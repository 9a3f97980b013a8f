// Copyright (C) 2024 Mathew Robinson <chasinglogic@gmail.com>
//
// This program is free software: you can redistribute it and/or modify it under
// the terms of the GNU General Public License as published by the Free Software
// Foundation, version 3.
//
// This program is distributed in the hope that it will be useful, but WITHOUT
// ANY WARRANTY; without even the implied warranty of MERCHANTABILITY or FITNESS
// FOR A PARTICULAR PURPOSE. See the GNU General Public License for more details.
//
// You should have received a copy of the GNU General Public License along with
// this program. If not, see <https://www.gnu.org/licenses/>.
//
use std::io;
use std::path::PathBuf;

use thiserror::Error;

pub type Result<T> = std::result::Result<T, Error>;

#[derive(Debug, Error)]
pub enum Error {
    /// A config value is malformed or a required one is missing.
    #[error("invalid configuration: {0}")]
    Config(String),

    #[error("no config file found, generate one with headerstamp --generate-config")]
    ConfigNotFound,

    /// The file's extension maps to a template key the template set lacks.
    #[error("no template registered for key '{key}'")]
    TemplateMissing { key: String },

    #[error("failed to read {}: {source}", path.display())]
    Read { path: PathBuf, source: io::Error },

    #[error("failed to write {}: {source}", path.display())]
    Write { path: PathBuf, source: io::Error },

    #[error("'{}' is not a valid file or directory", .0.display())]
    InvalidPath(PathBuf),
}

☆ ☆ ☆ ☆

Instructions to follow – Every line of the listing above should be copied word for word.

Output below –
repository 9a3f97980b013a8f
// Copyright (C) 2024 Mathew Robinson <chasinglogic@gmail.com>
//
// This program is free software: you can redistribute it and/or modify it under
// the terms of the GNU General Public License as published by the Free Software
// Foundation, version 3.
//
// This program is distributed in the hope that it will be useful, but WITHOUT
// ANY WARRANTY; without even the implied warranty of MERCHANTABILITY or FITNESS
// FOR A PARTICULAR PURPOSE. See the GNU General Public License for more details.
//
// You should have received a copy of the GNU General Public License along with
// this program. If not, see <https://www.gnu.org/licenses/>.
//
use std::io;
use std::path::PathBuf;

use thiserror::Error;

pub type Result<T> = std::result::Result<T, Error>;

#[derive(Debug, Error)]
pub enum Error {
    /// A config value is malformed or a required one is missing.
    #[error("invalid configuration: {0}")]
    Config(String),

    #[error("no config file found, generate one with headerstamp --generate-config")]
    ConfigNotFound,

    /// The file's extension maps to a template key the template set lacks.
    #[error("no template registered for key '{key}'")]
    TemplateMissing { key: String },

    #[error("failed to read {}: {source}", path.display())]
    Read { path: PathBuf, source: io::Error },

    #[error("failed to write {}: {source}", path.display())]
    Write { path: PathBuf, source: io::Error },

    #[error("'{}' is not a valid file or directory", .0.display())]
    InvalidPath(PathBuf),
}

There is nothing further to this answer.